Personal information
- Date of birth: 26 October 1933
- Place of birth: Eine, Belgium
- Date of death: 26 March 2024 (aged 90)
- Position: Midfielder

Youth career
- Merksplas SK

Senior career*
- Years: Team / Apps / (Gls)
- 1952–1962: ARA La Gantoise
- 1962–1963: Racing Club de Bruxelles
- 1963–1964: Racing White
- 1964–1966: Stade Kortrijk

International career
- 1952–1954: Belgium U19 / 3 / (0)
- 1956–1958: Belgium / 7 / (1)

= André Van Herpe =

Belgian footballer (1933–2024)

André Van Herpe (26 October 1933 – 26 March 2024) was a Belgian footballer who played as a midfielder, notably for ARA La Gantoise. He made seven appearances for the Belgium national team from 1956 to 1958. He was also named in Belgium's squad for the qualification tournament for the 1958 FIFA World Cup.

==Career==
Van Herpe was born in Eine, Belgium.
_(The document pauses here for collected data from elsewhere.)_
//! License and permit domain

use schemars::JsonSchema;
use serde::{Deserialize, Serialize};

/// A license or permit the event needs
#[derive(Debug, Clone, PartialEq, Serialize, Deserialize, JsonSchema)]
pub struct License {
    /// License name; identifies the license within an event
    pub name: String,
    /// Authority that issues the license
    pub issuing_authority: String,
    /// Fee charged by the authority
    pub cost: f64,
    /// Documents the authority asks for
    #[serde(default)]
    pub required_documents: Vec<String>,
    /// Additional notes
    #[serde(default)]
    pub notes: String,
    /// License or permit category
    #[serde(rename = "type", default = "default_kind")]
    pub kind: String,
}

fn default_kind() -> String {
    "License".to_string()
}

/// A license proposed by the completion service for a search query
#[derive(Debug, Clone, PartialEq, Serialize, Deserialize, JsonSchema)]
pub struct LicenseSuggestion {
    /// The name of the issuing authority
    pub issuing_authority: String,
    /// The cost of the license
    pub cost: f64,
    /// The documents required to obtain the license
    #[serde(default)]
    pub required_documents: Vec<String>,
    /// Any additional notes about the license
    #[serde(default)]
    pub notes: String,
}

/// A list of License items
#[derive(Debug, Clone, PartialEq, Serialize, Deserialize, JsonSchema)]
pub struct LicenseList {
    /// List of license items
    pub items: Vec<LicenseSuggestion>,
}

/// Upload state of a required document
#[derive(Debug, Clone, PartialEq, Serialize, Deserialize)]
pub struct DocumentStatus {
    pub name: String,
    pub uploaded: bool,
}

/// A search hit in the shape the license board renders
#[derive(Debug, Clone, PartialEq, Serialize, Deserialize)]
#[serde(rename_all = "camelCase")]
pub struct LicenseResult {
    pub id: String,
    pub name: String,
    #[serde(rename = "type")]
    pub kind: String,
    pub description: String,
    pub status: String,
    pub due_date: String,
    pub issuing_authority: String,
    pub cost: f64,
    pub icon: String,
    pub documents: Vec<DocumentStatus>,
    pub notes: String,
}

impl LicenseList {
    /// Number each suggestion by its position in the batch
    pub fn into_results(self) -> Vec<LicenseResult> {
        self.items
            .into_iter()
            .enumerate()
            .map(|(i, item)| LicenseResult {
                id: i.to_string(),
                name: item.issuing_authority.clone(),
                kind: default_kind(),
                description: item.notes.clone(),
                status: "pending".to_string(),
                due_date: String::new(),
                issuing_authority: item.issuing_authority,
                cost: item.cost,
                icon: "FileCheck".to_string(),
                documents: item
                    .required_documents
                    .into_iter()
                    .map(|name| DocumentStatus {
                        name,
                        uploaded: false,
                    })
                    .collect(),
                notes: item.notes,
            })
            .collect()
    }
}

#[cfg(test)]
mod tests {
    use super::*;
    use serde_json::json;

    #[test]
    fn test_license_defaults() {
        let license: License = serde_json::from_value(json!({
            "name": "Temporary event notice",
            "issuing_authority": "City Council",
            "cost": 21.0
        }))
        .unwrap();
        assert_eq!(license.kind, "License");
        assert!(license.required_documents.is_empty());
    }

    #[test]
    fn test_result_shape() {
        let list = LicenseList {
            items: vec![LicenseSuggestion {
                issuing_authority: "Fire Department".into(),
                cost: 150.0,
                required_documents: vec!["Floor plan".into()],
                notes: "Needed for indoor pyrotechnics".into(),
            }],
        };
        let results = list.into_results();
        let value = serde_json::to_value(&results[0]).unwrap();

        assert_eq!(value["id"], "0");
        assert_eq!(value["name"], "Fire Department");
        assert_eq!(value["issuingAuthority"], "Fire Department");
        assert_eq!(value["type"], "License");
        assert_eq!(value["status"], "pending");
        assert_eq!(value["dueDate"], "");
        assert_eq!(value["icon"], "FileCheck");
        assert_eq!(value["documents"][0], json!({"name": "Floor plan", "uploaded": false}));
    }
}
//! Custom error types for Eventflow
//!
//! Provides a unified error handling system across all modules.

use thiserror::Error;

/// Main error type for Eventflow operations
#[derive(Error, Debug)]
pub enum EventflowError {
    /// Completion service failures and schema-nonconforming output
    #[error("Completion error: {0}")]
    Adapter(String),

    /// Document store read/write failures
    #[error("Store error: {0}")]
    Store(String),

    /// Conversation shape violations (unmatched tool results, missing messages)
    #[error("Protocol violation: {0}")]
    Protocol(String),

    /// Checkpoint persistence errors
    #[error("Checkpoint error: {0}")]
    Checkpoint(String),

    /// Configuration errors
    #[error("Configuration error: {0}")]
    Config(String),

    /// JSON parsing errors
    #[error("JSON error: {0}")]
    Json(#[from] serde_json::Error),

    /// HTTP request errors
    #[error("HTTP error: {0}")]
    Http(#[from] reqwest::Error),

    /// IO errors
    #[error("IO error: {0}")]
    Io(#[from] std::io::Error),

    /// Model not available
    #[error("Model '{0}' not available in Ollama. Run: ollama pull {0}")]
    ModelNotFound(String),

    /// Another run currently owns this thread
    #[error("Thread '{0}' is already running")]
    ThreadBusy(String),

    /// Resume requested for a thread that is not suspended
    #[error("Thread '{0}' has no pending interrupt")]
    NotInterrupted(String),

    /// The thread is suspended waiting for an approval decision
    #[error("Thread '{0}' is waiting for approval")]
    AwaitingApproval(String),

    /// No checkpoint exists for the thread
    #[error("Unknown thread '{0}'")]
    UnknownThread(String),

    /// The run executed more nodes than allowed
    #[error("Step limit of {0} nodes exceeded")]
    StepLimit(usize),

    /// Generic error for other cases
    #[error("{0}")]
    Other(String),
}

/// Convenience Result type for Eventflow operations
pub type Result<T> = std::result::Result<T, EventflowError>;

impl EventflowError {
    /// Create a completion adapter error
    pub fn adapter(msg: impl Into<String>) -> Self {
        Self::Adapter(msg.into())
    }

    /// Create a store error
    pub fn store(msg: impl Into<String>) -> Self {
        Self::Store(msg.into())
    }

    /// Create a protocol violation
    pub fn protocol(msg: impl Into<String>) -> Self {
        Self::Protocol(msg.into())
    }

    /// Create a checkpoint error
    pub fn checkpoint(msg: impl Into<String>) -> Self {
        Self::Checkpoint(msg.into())
    }

    /// Create a config error
    pub fn config(msg: impl Into<String>) -> Self {
        Self::Config(msg.into())
    }

    /// Protocol violations fail a run outright instead of being reported
    /// back into the conversation.
    pub fn is_protocol(&self) -> bool {
        matches!(self, Self::Protocol(_))
    }
}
He started playing football aged 12 at Merksplas SK. From 1952 to 1962 he played for ARA La Gantoise in Ghent, finishing second in the league in 1954–55 and third three times in 1953–54, 1956–57 and 1957–58. He moved to Racing Club de Bruxelles at the age of 28 and later to Stade Kortrijk.

==Style of play==
Van Herpe's outstanding attributes were his technique, passing and work ethic. His teammate Léon Mokuna called him ARA La Gantoise's best player.

==Death==
Van Herpe died on 26 March 2024, at the age of 90. His death was announced by his former club K.A.A. Gent on 28 March 2024.